[Stored data entries]

+---+

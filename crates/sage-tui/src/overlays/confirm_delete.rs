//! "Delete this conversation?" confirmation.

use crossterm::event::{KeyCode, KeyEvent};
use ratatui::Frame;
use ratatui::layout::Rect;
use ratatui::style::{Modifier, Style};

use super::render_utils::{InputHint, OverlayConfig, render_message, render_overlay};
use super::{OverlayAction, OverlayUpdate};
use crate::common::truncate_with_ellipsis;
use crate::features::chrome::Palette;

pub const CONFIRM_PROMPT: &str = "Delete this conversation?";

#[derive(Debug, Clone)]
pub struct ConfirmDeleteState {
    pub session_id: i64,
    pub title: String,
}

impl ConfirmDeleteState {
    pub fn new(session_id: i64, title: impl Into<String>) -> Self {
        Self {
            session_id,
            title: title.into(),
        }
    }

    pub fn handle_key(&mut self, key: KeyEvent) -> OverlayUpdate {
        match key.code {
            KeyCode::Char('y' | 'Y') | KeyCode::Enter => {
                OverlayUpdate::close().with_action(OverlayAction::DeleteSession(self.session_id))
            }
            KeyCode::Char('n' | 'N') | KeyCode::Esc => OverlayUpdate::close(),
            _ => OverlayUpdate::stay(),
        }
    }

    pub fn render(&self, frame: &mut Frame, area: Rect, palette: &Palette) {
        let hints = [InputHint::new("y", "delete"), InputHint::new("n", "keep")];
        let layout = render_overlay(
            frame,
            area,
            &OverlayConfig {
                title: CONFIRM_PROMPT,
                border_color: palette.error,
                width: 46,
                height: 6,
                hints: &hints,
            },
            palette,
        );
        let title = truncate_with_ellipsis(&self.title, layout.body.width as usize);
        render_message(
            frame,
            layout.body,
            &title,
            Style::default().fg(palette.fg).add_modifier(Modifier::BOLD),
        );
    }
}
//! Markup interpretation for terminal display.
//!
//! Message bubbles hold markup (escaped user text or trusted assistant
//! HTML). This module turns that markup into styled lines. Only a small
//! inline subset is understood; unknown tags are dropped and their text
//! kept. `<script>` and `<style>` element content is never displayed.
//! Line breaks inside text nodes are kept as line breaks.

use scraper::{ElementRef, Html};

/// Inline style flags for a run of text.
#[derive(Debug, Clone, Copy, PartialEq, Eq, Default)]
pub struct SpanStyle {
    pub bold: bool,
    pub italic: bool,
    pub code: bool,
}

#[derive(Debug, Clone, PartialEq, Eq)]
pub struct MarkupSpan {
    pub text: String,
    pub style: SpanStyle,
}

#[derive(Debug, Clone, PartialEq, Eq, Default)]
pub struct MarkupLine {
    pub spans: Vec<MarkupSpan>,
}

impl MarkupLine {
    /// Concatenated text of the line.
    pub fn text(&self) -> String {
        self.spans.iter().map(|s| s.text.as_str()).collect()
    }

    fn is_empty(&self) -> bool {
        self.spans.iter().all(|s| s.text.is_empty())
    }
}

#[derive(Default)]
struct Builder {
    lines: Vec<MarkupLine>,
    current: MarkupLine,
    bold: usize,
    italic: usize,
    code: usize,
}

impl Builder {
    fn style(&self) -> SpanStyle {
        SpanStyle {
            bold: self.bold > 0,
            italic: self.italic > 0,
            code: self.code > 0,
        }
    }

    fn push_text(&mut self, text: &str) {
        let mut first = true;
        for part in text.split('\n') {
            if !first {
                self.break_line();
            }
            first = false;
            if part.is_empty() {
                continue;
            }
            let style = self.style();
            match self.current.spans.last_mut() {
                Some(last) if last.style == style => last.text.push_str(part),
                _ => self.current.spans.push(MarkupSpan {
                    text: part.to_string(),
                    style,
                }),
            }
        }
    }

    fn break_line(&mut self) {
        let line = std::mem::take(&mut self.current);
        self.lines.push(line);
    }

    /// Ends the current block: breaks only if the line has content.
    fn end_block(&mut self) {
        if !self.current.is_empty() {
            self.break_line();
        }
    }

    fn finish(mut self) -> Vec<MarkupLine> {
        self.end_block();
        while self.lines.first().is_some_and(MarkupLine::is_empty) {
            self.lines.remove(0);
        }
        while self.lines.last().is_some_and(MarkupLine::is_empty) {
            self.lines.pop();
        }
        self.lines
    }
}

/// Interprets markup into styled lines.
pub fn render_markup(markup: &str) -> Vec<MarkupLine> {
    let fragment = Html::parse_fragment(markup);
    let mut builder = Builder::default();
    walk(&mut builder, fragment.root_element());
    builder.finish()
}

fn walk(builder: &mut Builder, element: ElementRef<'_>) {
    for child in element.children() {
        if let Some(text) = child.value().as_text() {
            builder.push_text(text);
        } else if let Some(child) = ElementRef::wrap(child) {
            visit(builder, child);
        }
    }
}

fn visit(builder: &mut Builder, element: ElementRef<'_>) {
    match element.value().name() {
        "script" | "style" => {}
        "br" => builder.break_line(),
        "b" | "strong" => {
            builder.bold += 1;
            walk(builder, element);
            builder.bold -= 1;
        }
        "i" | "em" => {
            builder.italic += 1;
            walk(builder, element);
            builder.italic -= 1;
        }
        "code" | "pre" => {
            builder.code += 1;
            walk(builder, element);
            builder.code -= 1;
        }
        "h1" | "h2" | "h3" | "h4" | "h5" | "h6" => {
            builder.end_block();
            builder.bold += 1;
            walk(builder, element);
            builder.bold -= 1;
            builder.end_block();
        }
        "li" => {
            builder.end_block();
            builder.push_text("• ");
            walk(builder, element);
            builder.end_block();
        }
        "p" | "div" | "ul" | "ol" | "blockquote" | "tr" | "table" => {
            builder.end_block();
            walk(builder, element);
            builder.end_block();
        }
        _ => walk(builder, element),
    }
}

+---+

[The problem] The full set of records above is to be printed again verbatim.

[Response]
filename crates/sage-tui/src/overlays/confirm_delete.rs
//! "Delete this conversation?" confirmation.

use crossterm::event::{KeyCode, KeyEvent};
use ratatui::Frame;
use ratatui::layout::Rect;
use ratatui::style::{Modifier, Style};

use super::render_utils::{InputHint, OverlayConfig, render_message, render_overlay};
use super::{OverlayAction, OverlayUpdate};
use crate::common::truncate_with_ellipsis;
use crate::features::chrome::Palette;

pub const CONFIRM_PROMPT: &str = "Delete this conversation?";

#[derive(Debug, Clone)]
pub struct ConfirmDeleteState {
    pub session_id: i64,
    pub title: String,
}

impl ConfirmDeleteState {
    pub fn new(session_id: i64, title: impl Into<String>) -> Self {
        Self {
            session_id,
            title: title.into(),
        }
    }

    pub fn handle_key(&mut self, key: KeyEvent) -> OverlayUpdate {
        match key.code {
            KeyCode::Char('y' | 'Y') | KeyCode::Enter => {
                OverlayUpdate::close().with_action(OverlayAction::DeleteSession(self.session_id))
            }
            KeyCode::Char('n' | 'N') | KeyCode::Esc => OverlayUpdate::close(),
            _ => OverlayUpdate::stay(),
        }
    }

    pub fn render(&self, frame: &mut Frame, area: Rect, palette: &Palette) {
        let hints = [InputHint::new("y", "delete"), InputHint::new("n", "keep")];
        let layout = render_overlay(
            frame,
            area,
            &OverlayConfig {
                title: CONFIRM_PROMPT,
                border_color: palette.error,
                width: 46,
                height: 6,
                hints: &hints,
            },
            palette,
        );
        let title = truncate_with_ellipsis(&self.title, layout.body.width as usize);
        render_message(
            frame,
            layout.body,
            &title,
            Style::default().fg(palette.fg).add_modifier(Modifier::BOLD),
        );
    }
}
//! Markup interpretation for terminal display.
//!
//! Message bubbles hold markup (escaped user text or trusted assistant
//! HTML). This module turns that markup into styled lines. Only a small
//! inline subset is understood; unknown tags are dropped and their text
//! kept. `<script>` and `<style>` element content is never displayed.
//! Line breaks inside text nodes are kept as line breaks.

use scraper::{ElementRef, Html};

/// Inline style flags for a run of text.
#[derive(Debug, Clone, Copy, PartialEq, Eq, Default)]
pub struct SpanStyle {
    pub bold: bool,
    pub italic: bool,
    pub code: bool,
}

#[derive(Debug, Clone, PartialEq, Eq)]
pub struct MarkupSpan {
    pub text: String,
    pub style: SpanStyle,
}

#[derive(Debug, Clone, PartialEq, Eq, Default)]
pub struct MarkupLine {
    pub spans: Vec<MarkupSpan>,
}

impl MarkupLine {
    /// Concatenated text of the line.
    pub fn text(&self) -> String {
        self.spans.iter().map(|s| s.text.as_str()).collect()
    }

    fn is_empty(&self) -> bool {
        self.spans.iter().all(|s| s.text.is_empty())
    }
}

#[derive(Default)]
struct Builder {
    lines: Vec<MarkupLine>,
    current: MarkupLine,
    bold: usize,
    italic: usize,
    code: usize,
}

impl Builder {
    fn style(&self) -> SpanStyle {
        SpanStyle {
            bold: self.bold > 0,
            italic: self.italic > 0,
            code: self.code > 0,
        }
    }

    fn push_text(&mut self, text: &str) {
        let mut first = true;
        for part in text.split('\n') {
            if !first {
                self.break_line();
            }
            first = false;
            if part.is_empty() {
                continue;
            }
            let style = self.style();
            match self.current.spans.last_mut() {
                Some(last) if last.style == style => last.text.push_str(part),
                _ => self.current.spans.push(MarkupSpan {
                    text: part.to_string(),
                    style,
                }),
            }
        }
    }

    fn break_line(&mut self) {
        let line = std::mem::take(&mut self.current);
        self.lines.push(line);
    }

    /// Ends the current block: breaks only if the line has content.
    fn end_block(&mut self) {
        if !self.current.is_empty() {
            self.break_line();
        }
    }

    fn finish(mut self) -> Vec<MarkupLine> {
        self.end_block();
        while self.lines.first().is_some_and(MarkupLine::is_empty) {
            self.lines.remove(0);
        }
        while self.lines.last().is_some_and(MarkupLine::is_empty) {
            self.lines.pop();
        }
        self.lines
    }
}

/// Interprets markup into styled lines.
pub fn render_markup(markup: &str) -> Vec<MarkupLine> {
    let fragment = Html::parse_fragment(markup);
    let mut builder = Builder::default();
    walk(&mut builder, fragment.root_element());
    builder.finish()
}

fn walk(builder: &mut Builder, element: ElementRef<'_>) {
    for child in element.children() {
        if let Some(text) = child.value().as_text() {
            builder.push_text(text);
        } else if let Some(child) = ElementRef::wrap(child) {
            visit(builder, child);
        }
    }
}

fn visit(builder: &mut Builder, element: ElementRef<'_>) {
    match element.value().name() {
        "script" | "style" => {}
        "br" => builder.break_line(),
        "b" | "strong" => {
            builder.bold += 1;
            walk(builder, element);
            builder.bold -= 1;
        }
        "i" | "em" => {
            builder.italic += 1;
            walk(builder, element);
            builder.italic -= 1;
        }
        "code" | "pre" => {
            builder.code += 1;
            walk(builder, element);
            builder.code -= 1;
        }
        "h1" | "h2" | "h3" | "h4" | "h5" | "h6" => {
            builder.end_block();
            builder.bold += 1;
            walk(builder, element);
            builder.bold -= 1;
            builder.end_block();
        }
        "li" => {
            builder.end_block();
            builder.push_text("• ");
            walk(builder, element);
            builder.end_block();
        }
        "p" | "div" | "ul" | "ol" | "blockquote" | "tr" | "table" => {
            builder.end_block();
            walk(builder, element);
            builder.end_block();
        }
        _ => walk(builder, element),
    }
}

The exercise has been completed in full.